Sex and Education is a crackling battle of the sexes. In one corner, a teenage Philistine revels in his athletic prowess, despising all else. And in the opposite corner, a whip-smart, feed-up-to-here English teacher finally has her chance to knock some sense into him. Expect lots of hitting below the belt as they pound on each other’s vulnerabilities.
Also expect lots of strong profanity and sexual references. Parents, this is R-rated entertainment. But if your teen is mature enough to handle it, you’ll have great discussions afterwards about the meaning and purpose of an education.
Playwright LISSA LEVIN, a 25-year veteran of TV comedy, uses her comedic gifts to imbue the dialogue with a superb sense of timing, ably reinforced by Director ANDREW BARNICLE. All three actors reveal ever-deepening characters that cleverly play against the stereotyped settings that introduce them.
High school English teacher Miss Edwards (played by STEPHANIE ZIMBALIST) is giving her class of seniors the last test of the school year. For 25 years, she’s been casting the pearls of grammar and literature before her students, who with few exceptions proceeded to trample them underfoot with their bored indifference.
For 25 years she’s been putting up with arrogant jock stars like Joe (WILLIAM REINBOLD), who know they can fail no class and do no wrong.

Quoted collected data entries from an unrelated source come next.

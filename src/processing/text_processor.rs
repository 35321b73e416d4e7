//! Text normalization and tokenization for keyword scoring

use std::collections::HashSet;
use unicode_segmentation::UnicodeSegmentation;

pub struct TextProcessor {
    stop_words: HashSet<&'static str>,
}

impl Default for TextProcessor {
    fn default() -> Self {
        Self::new()
    }
}

impl TextProcessor {
    pub fn new() -> Self {
        Self {
            stop_words: ENGLISH_STOP_WORDS.iter().copied().collect(),
        }
    }

    /// Keep ASCII letters and whitespace only, lowercase, collapse whitespace.
    pub fn normalize(&self, text: &str) -> String {
        let letters: String = text
            .chars()
            .filter(|c| c.is_ascii_alphabetic() || c.is_whitespace())
            .collect();

        letters
            .to_lowercase()
            .split_whitespace()
            .collect::<Vec<_>>()
            .join(" ")
    }

    /// Words of at least two characters that are not stop words.
    pub fn tokenize<'a>(&self, text: &'a str) -> Vec<&'a str> {
        text.unicode_words()
            .filter(|word| word.chars().count() >= 2)
            .filter(|word| !self.is_stop_word(word))
            .collect()
    }

    pub fn is_stop_word(&self, word: &str) -> bool {
        self.stop_words.contains(word)
    }
}

/// The usual English stop-word list of TF-IDF vectorizers.
const ENGLISH_STOP_WORDS: &[&str] = &[
    "a", "about", "above", "across", "after", "afterwards", "again", "against", "all",
    "almost", "alone", "along", "already", "also", "although", "always", "am", "among",
    "amongst", "amoungst", "amount", "an", "and", "another", "any", "anyhow", "anyone",
    "anything", "anyway", "anywhere", "are", "around", "as", "at", "back", "be", "became",
    "because", "become", "becomes", "becoming", "been", "before", "beforehand", "behind",
    "being", "below", "beside", "besides", "between", "beyond", "bill", "both", "bottom",
    "but", "by", "call", "can", "cannot", "cant", "co", "con", "could", "couldnt", "cry",
    "de", "describe", "detail", "do", "done", "down", "due", "during", "each", "eg",
    "eight", "either", "eleven", "else", "elsewhere", "empty", "enough", "etc", "even",
    "ever", "every", "everyone", "everything", "everywhere", "except", "few", "fifteen",
    "fifty", "fill", "find", "fire", "first", "five", "for", "former", "formerly", "forty",
    "found", "four", "from", "front", "full", "further", "get", "give", "go", "had", "has",
    "hasnt", "have", "he", "hence", "her", "here", "hereafter", "hereby", "herein",
    "hereupon", "hers", "herself", "him", "himself", "his", "how", "however", "hundred",
    "i", "ie", "if", "in", "inc", "indeed", "interest", "into", "is", "it", "its", "itself",
    "keep", "last", "latter", "latterly", "least", "less", "ltd", "made", "many", "may",
    "me", "meanwhile", "might", "mill", "mine", "more", "moreover", "most", "mostly",
    "move", "much", "must", "my", "myself", "name", "namely", "neither", "never",
    "nevertheless", "next", "nine", "no", "nobody", "none", "noone", "nor", "not",
    "nothing", "now", "nowhere", "of", "off", "often", "on", "once", "one", "only", "onto",
    "or", "other", "others", "otherwise", "our", "ours", "ourselves", "out", "over", "own",
    "part", "per", "perhaps", "please", "put", "rather", "re", "same", "see", "seem",
    "seemed", "seeming", "seems", "serious", "several", "she", "should", "show", "side",
    "since", "sincere", "six", "sixty", "so", "some", "somehow", "someone", "something",
    "sometime", "sometimes", "somewhere", "still", "such", "system", "take", "ten", "than",
    "that", "the", "their", "them", "themselves", "then", "thence", "there", "thereafter",
    "thereby", "therefore", "therein", "thereupon", "these", "they", "thick", "thin",
    "third", "this", "those", "though", "three", "through", "throughout", "thru", "thus",
    "to", "together", "too", "top", "toward", "towards", "twelve", "twenty", "two", "un",
    "under", "until", "up", "upon", "us", "very", "via", "was", "we", "well", "were",
    "what", "whatever", "when", "whence", "whenever", "where", "whereafter", "whereas",
    "whereby", "wherein", "whereupon", "wherever", "whether", "which", "while", "whither",
    "who", "whoever", "whole", "whom", "whose", "why", "will", "with", "within", "without",
    "would", "yet", "you", "your", "yours", "yourself", "yourselves",
];
//! File type detection

#[derive(Debug, Clone, Copy, PartialEq, Eq)]
pub enum FileType {
    Pdf,
    Docx,
    Text,
    Markdown,
    Unknown,
}

impl FileType {
    pub fn from_extension(ext: &str) -> Self {
        match ext.to_lowercase().as_str() {
            "pdf" => FileType::Pdf,
            "docx" => FileType::Docx,
            "txt" => FileType::Text,
            "md" | "markdown" => FileType::Markdown,
            _ => FileType::Unknown,
        }
    }
}

#[cfg(test)]
mod tests {
    use super::*;

    #[test]
    fn test_extension_is_case_insensitive() {
        assert_eq!(FileType::from_extension("PDF"), FileType::Pdf);
        assert_eq!(FileType::from_extension("Docx"), FileType::Docx);
        assert_eq!(FileType::from_extension("markdown"), FileType::Markdown);
        assert_eq!(FileType::from_extension("xyz"), FileType::Unknown);
    }
}
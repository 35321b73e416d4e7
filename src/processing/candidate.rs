//! Structured candidate data extracted from a resume

use serde::{Deserialize, Serialize};

pub const NAME_NOT_FOUND: &str = "Name not found";
pub const EMAIL_NOT_FOUND: &str = "Email not found";
pub const PHONE_NOT_FOUND: &str = "Phone not found";
pub const EXPERIENCE_NOT_SPECIFIED: &str = "Experience not specified";
pub const EDUCATION_NOT_SPECIFIED: &str = "Education not specified";

/// Fields pulled out of one resume.
///
/// `skills` may be empty. `education` never is: when no keyword matches it
/// holds the single entry [`EDUCATION_NOT_SPECIFIED`].
#[derive(Debug, Clone, PartialEq, Serialize, Deserialize)]
pub struct CandidateRecord {
    pub name: String,
    pub email: String,
    pub phone: String,
    pub skills: Vec<String>,
    pub experience_summary: String,
    pub education: Vec<String>,
    pub raw_text: String,
}
//! ATS (Applicant Tracking System) scoring of a candidate against a job description

use crate::error::{Result, ScoringError};
use crate::processing::candidate::CandidateRecord;
use crate::processing::text_processor::TextProcessor;
use crate::processing::tfidf::{cosine_similarity, TfIdfVectorizer};
use crate::processing::vocabulary::{Vocabulary, JOB_EDUCATION};
use log::{debug, warn};
use regex::Regex;
use serde::{Deserialize, Serialize};

pub const KEYWORD_WEIGHT: f64 = 0.4;
pub const SKILLS_WEIGHT: f64 = 0.3;
pub const EXPERIENCE_WEIGHT: f64 = 0.2;
pub const EDUCATION_WEIGHT: f64 = 0.1;

/// Unweighted component scores, each on a 0-100 scale.
#[derive(Debug, Clone, Copy, PartialEq, Serialize, Deserialize)]
pub struct ComponentScores {
    pub keyword: f64,
    pub skills: f64,
    pub experience: f64,
    pub education: f64,
}

/// Weighted contributions of each component and their sum.
#[derive(Debug, Clone, Copy, PartialEq, Serialize, Deserialize)]
pub struct ScoreBreakdown {
    pub keyword_score: f64,
    pub skills_score: f64,
    pub experience_score: f64,
    pub education_score: f64,
    pub total_score: f64,
    pub components: ComponentScores,
}

impl ScoreBreakdown {
    pub fn from_components(components: ComponentScores) -> Self {
        let keyword_score = components.keyword * KEYWORD_WEIGHT;
        let skills_score = components.skills * SKILLS_WEIGHT;
        let experience_score = components.experience * EXPERIENCE_WEIGHT;
        let education_score = components.education * EDUCATION_WEIGHT;

        Self {
            keyword_score,
            skills_score,
            experience_score,
            education_score,
            total_score: keyword_score + skills_score + experience_score + education_score,
            components,
        }
    }
}

pub struct ScoreCalculator {
    processor: TextProcessor,
    required_experience_patterns: Vec<Regex>,
    first_number: Regex,
    education_keywords: Vocabulary,
}

impl ScoreCalculator {
    pub fn new() -> Result<Self> {
        let required_experience_patterns = vec![
            Regex::new(r"([0-9]+)\s*(?:\+)?\s*(?:years?|yrs?)\s*(?:of\s*)?(?:experience|exp)")?,
            Regex::new(r"minimum\s*([0-9]+)\s*(?:years?|yrs?)")?,
            Regex::new(r"at least\s*([0-9]+)\s*(?:years?|yrs?)")?,
        ];

        Ok(Self {
            processor: TextProcessor::new(),
            required_experience_patterns,
            first_number: Regex::new(r"([0-9]+)")?,
            education_keywords: Vocabulary::new(JOB_EDUCATION)?,
        })
    }

    /// Score a candidate against a job description. Never fails.
    pub fn score(&self, record: &CandidateRecord, job_description: &str) -> ScoreBreakdown {
        let keyword = match self.keyword_score(&record.raw_text, job_description) {
            Ok(score) => score,
            Err(ScoringError::EmptyVocabulary) => {
                warn!("No scorable terms in resume or job description; keyword score is 0");
                0.0
            }
        };

        let components = ComponentScores {
            keyword,
            skills: self.skills_score(&record.skills, job_description),
            experience: self.experience_score(&record.experience_summary, job_description),
            education: self.education_score(&record.education, job_description),
        };

        debug!("Component scores: {:?}", components);

        ScoreBreakdown::from_components(components)
    }

    /// TF-IDF cosine similarity of the two texts as a percentage.
    pub fn keyword_score(&self, resume_text: &str, job_description: &str) -> std::result::Result<f64, ScoringError> {
        let resume_clean = self.processor.normalize(resume_text);
        let job_clean = self.processor.normalize(job_description);

        let matrix = TfIdfVectorizer::new(&self.processor)
            .fit_transform(&[resume_clean.as_str(), job_clean.as_str()])?;

        Ok(cosine_similarity(&matrix.rows[0], &matrix.rows[1]) * 100.0)
    }

    pub fn skills_score(&self, skills: &[String], job_description: &str) -> f64 {
        if skills.is_empty() {
            return 0.0;
        }

        let job_lower = job_description.to_lowercase();
        let matched = skills
            .iter()
            .filter(|skill| job_lower.contains(&skill.to_lowercase()))
            .count();

        matched as f64 / skills.len() as f64 * 100.0
    }

    pub fn experience_score(&self, experience_summary: &str, job_description: &str) -> f64 {
        let job_lower = job_description.to_lowercase();

        let required = self
            .required_experience_patterns
            .iter()
            .find_map(|pattern| pattern.captures(&job_lower))
            .and_then(|caps| caps.get(1))
            .map(|m| parse_years(m.as_str()))
            .unwrap_or(0);

        let candidate = self
            .first_number
            .find(experience_summary)
            .map(|m| parse_years(m.as_str()))
            .unwrap_or(0);

        debug!("Experience: candidate {} years, required {} years", candidate, required);

        experience_step(candidate, required)
    }

    pub fn education_score(&self, education: &[String], job_description: &str) -> f64 {
        if education.is_empty() {
            return 50.0;
        }

        let job_lower = job_description.to_lowercase();
        if !self.education_keywords.mentions_any(&job_lower) {
            return 80.0;
        }

        let education_str = education.join(" ").to_lowercase();
        let matches = self
            .education_keywords
            .keywords()
            .iter()
            .filter(|keyword| education_str.contains(*keyword) && job_lower.contains(*keyword))
            .count();

        (matches as f64 * 25.0 + 50.0).min(100.0)
    }
}

/// Only ASCII digit runs reach here; values too large for u64 saturate.
fn parse_years(digits: &str) -> u64 {
    digits.parse().unwrap_or(u64::MAX)
}

fn experience_step(candidate: u64, required: u64) -> f64 {
    if required == 0 {
        return 80.0;
    }

    let candidate = candidate as f64;
    let required = required as f64;

    if candidate >= required {
        100.0
    } else if candidate >= required * 0.8 {
        80.0
    } else if candidate >= required * 0.6 {
        60.0
    } else {
        30.0
    }
}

And here he is, defying her instructions and trying to pass a note (we’re in the pre-Twitter past) to his cheerleader girlfriend Hannah (ALLISON LINDSEY.)
Miss Edwards grabs Joe’s note and reads it. It’s packed with profanity, with some particularly crude words describing Miss Edwards. The note is also Joe’s attempt to convince Hannah to have sex with him. (That is, the kind of sex that even President Clinton would have to admit is sex.)
As Miss Edwards contemplates the note, something in her snaps. No longer is she afraid of coming out on the losing end of school principal vs teenage athlete demigod. She’s quitting. In a few days, she’ll be a real estate agent making real money.
And so Miss Edwards insists that Joe rewrite the note into several sentences that at least pretends to be coherent. She threatens Joe, quite credibly, with a future considerably less bright if he doesn’t stay put in her classroom and do her bidding. And she hurls Joe’s profanity back in his face, no longer caring that it would ordinarily be a firing offense.
But Joe, though trapped, is not cowed. He has his own grievances. He’s spent 12 years sitting in classrooms, like the one Miss Edwards has just presided over, and it all seems like a colossal waste of his time. (Remember the scene in Peggy Sue Got Married when Peggy Sue’s once again a teenager in algebra class, but this time around she realizes she’ll never, ever use algebra afterwards?)
Joe knows he’s not wasting time honing his skills on the basketball court. He’s been rewarded by accolades, a hefty university scholarship, and the attentions of a bright cheerleader who has a sharp mind to go with the pretty face…even if her legs have thus far remained crossed.
And so the battle is engaged with an honest, let-your-hair-down exchange that often doesn’t occur in a relationship until the break up. And something wonderful emerges that hopefully occurs in our schools under less fraught circumstances.
Sex and Education continues through Sunday, March 16. Performances are Thursdays and Fridays at 8 p.m.; Saturdays at 3 p.m. and 8 p.m.; and Sundays at 2 p.m. Ticket prices range from $20 to $49. The Colony Theatre is at 555 North Third Street (at Cypress), next to the Burbank Town Center Mall.